Editorial: Methods and applications in Alzheimer's disease and related dementias

Alzheimer's disease (AD) is the most prevalent neurodegenerative disease worldwide. Currently, AD diagnosis is based on a multidimensional approach that involves clinical, neuropathological examination and evaluation of biomarkers. The burden of AD is further exacerbated by the fact that brain damage actually begins to develop several years before the diagnosis or even mild cognitive impairment (MCI) is observed (Long and Holtzman, 2019). Therefore, developing early and accurate diagnostic methods is urgently needed. The present Research Topic aims to highlight the latest experimental techniques and methods used to investigate fundamental questions in Alzheimer's disease and related dementias, from integrative functions to molecular and potential therapeutics.

The challenge of the next decade: Screening of large populations with innovative approaches
The estimated total healthcare costs for the treatment of Alzheimer's disease in 2020 is estimated at $305 billion, with the cost expected to increase to more than $1 trillion as the population ages (Wong, 2020). It is proposed that early diagnosis and intervention are effective ways to reduce the burden of AD. The study by Ren et al., demonstrates the benefits of a screening program for AD in mainland China and debates the cost-effectiveness of implementing such programs for the health care system. Their report established increased health benefits and reduce the incidence of severe AD and death.

Diagnosis of AD is typically based on cognitive decline based on scores that can be affected by subjective factors. Machine learning techniques could be an attractive alternative for eliminating such biases and tracking cognitive decline and identifying risk factors in the progression of AD. Based on data from a large population-based longitudinal survey of elderly Chinese, Wang et al., were able to build a prediction model with machine learning algorithms to early identify the risk for cognitive impairment. This study demonstrates that risk-predictive models may serve in the future as a valuable tool in preventive health care.

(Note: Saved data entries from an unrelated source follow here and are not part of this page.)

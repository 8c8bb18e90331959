//! In-memory capture of tracing events for assertions in tests.

use std::sync::{Arc, Mutex};

use tracing::level_filters::LevelFilter;
use tracing::{Event, Level, Subscriber};
use tracing_subscriber::Layer;
use tracing_subscriber::layer::{Context, SubscriberExt};
use tracing_subscriber::registry::LookupSpan;
use tracing_subscriber::util::SubscriberInitExt;

/// A captured tracing event.
#[derive(Clone, Debug)]
pub struct CapturedEvent {
    /// The log level.
    pub level: Level,
    /// The target module.
    pub target: String,
    /// The formatted message.
    pub message: String,
    /// Field key-value pairs.
    pub fields: Vec<(String, String)>,
}

/// Thread-safe store for captured events.
#[derive(Clone, Default)]
pub struct CapturedLogs {
    events: Arc<Mutex<Vec<CapturedEvent>>>,
}

impl CapturedLogs {
    /// All captured events.
    pub fn events(&self) -> Vec<CapturedEvent> {
        self.lock().clone()
    }

    /// Whether any event at `level` contains `message_contains`.
    pub fn has_event(&self, level: Level, message_contains: &str) -> bool {
        self.lock()
            .iter()
            .any(|e| e.level == level && e.message.contains(message_contains))
    }

    /// Number of events at exactly `level`.
    pub fn count_at_level(&self, level: Level) -> usize {
        self.lock().iter().filter(|e| e.level == level).count()
    }

    /// Drop everything captured so far.
    pub fn clear(&self) {
        self.lock().clear();
    }

    fn lock(&self) -> std::sync::MutexGuard<'_, Vec<CapturedEvent>> {
        // A panicking test thread may poison the lock; the data is still usable.
        self.events
            .lock()
            .unwrap_or_else(std::sync::PoisonError::into_inner)
    }
}

struct CaptureLayer {
    logs: CapturedLogs,
}

struct FieldVisitor {
    message: String,
    fields: Vec<(String, String)>,
}

impl tracing::field::Visit for FieldVisitor {
    fn record_debug(&mut self, field: &tracing::field::Field, value: &dyn std::fmt::Debug) {
        let val = format!("{value:?}");
        if field.name() == "message" {
            self.message = val;
        } else {
            self.fields.push((field.name().to_owned(), val));
        }
    }

    fn record_str(&mut self, field: &tracing::field::Field, value: &str) {
        if field.name() == "message" {
            value.clone_into(&mut self.message);
        } else {
            self.fields.push((field.name().to_owned(), value.to_owned()));
        }
    }
}

impl<S> Layer<S> for CaptureLayer
where
    S: Subscriber + for<'a> LookupSpan<'a>,
{
    fn on_event(&self, event: &Event<'_>, _ctx: Context<'_, S>) {
        let metadata = event.metadata();
        let mut visitor = FieldVisitor {
            message: String::new(),
            fields: Vec::new(),
        };
        event.record(&mut visitor);

        self.logs.lock().push(CapturedEvent {
            level: *metadata.level(),
            target: metadata.target().to_owned(),
            message: visitor.message,
            fields: visitor.fields,
        });
    }
}

/// Install a capturing subscriber on the current thread.
///
/// Keep the returned guard alive for the duration of the test. Only events
/// emitted on this thread are captured, so async tests should run on the
/// current-thread runtime.
pub fn capture_logs() -> (CapturedLogs, tracing::subscriber::DefaultGuard) {
    let logs = CapturedLogs::default();
    let layer = CaptureLayer { logs: logs.clone() };

    let subscriber = tracing_subscriber::registry()
        .with(layer)
        .with(LevelFilter::TRACE);

    let guard = subscriber.set_default();
    (logs, guard)
}

#[cfg(test)]
mod tests {
    use super::*;

    #[test]
    fn captures_levels() {
        let (logs, _guard) = capture_logs();
        tracing::info!("info");
        tracing::warn!("warn");
        tracing::error!("boom");

        assert_eq!(logs.count_at_level(Level::INFO), 1);
        assert_eq!(logs.count_at_level(Level::WARN), 1);
        assert!(logs.has_event(Level::ERROR, "boom"));
    }

    #[test]
    fn captures_fields() {
        let (logs, _guard) = capture_logs();
        tracing::warn!(conn_id = "conn_1", "send failed");
        let events = logs.events();
        assert_eq!(events.len(), 1);
        assert!(events[0].fields.iter().any(|(k, v)| k == "conn_id" && v == "conn_1"));
    }

    #[test]
    fn clear_resets() {
        let (logs, _guard) = capture_logs();
        tracing::info!("one");
        logs.clear();
        assert!(logs.events().is_empty());
    }
}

Developments in magnetic resonance imaging (MRI), and other methods have resulted in the widespread use of brain imaging as a tool for AD diagnosis. Recently, the definition of new variables such as AD resemblance atrophy index (AD-RAI) has been introduced as a novel machine-learning-based brain atrophy biomarker for AD diagnosis (Mai et al., 2021). In contrast with single-brain regional biomarkers, the AD-RAI summarizes atrophy across multiple brain regions affected by AD. To date, the sample sizes to determine the potential clinical utility of the AD-RAI have been relatively small. Using the Minimal Interval Resonance Imaging in Alzheimer's disease (MIRIAD) database He et al., determined the same-day repeatability and 2-week reproducibility of AD-RAI and further validated its use in AD classification and prediction in a longitudinal setting.

One of the main challenges in the imaging field is regarding the reproducibility of samples acquired across multiple centers due to variety in scanner types and data acquisition protocols. A harmonization technique based on the linear mixed effect (LME) model is introduced by Kim et al., to overcome this issue. Using MRI cortical thickness measurements obtained from multiple centers, the authors showed that the score calculated by the LME method effectively compensates for the center effect across multiple datasets.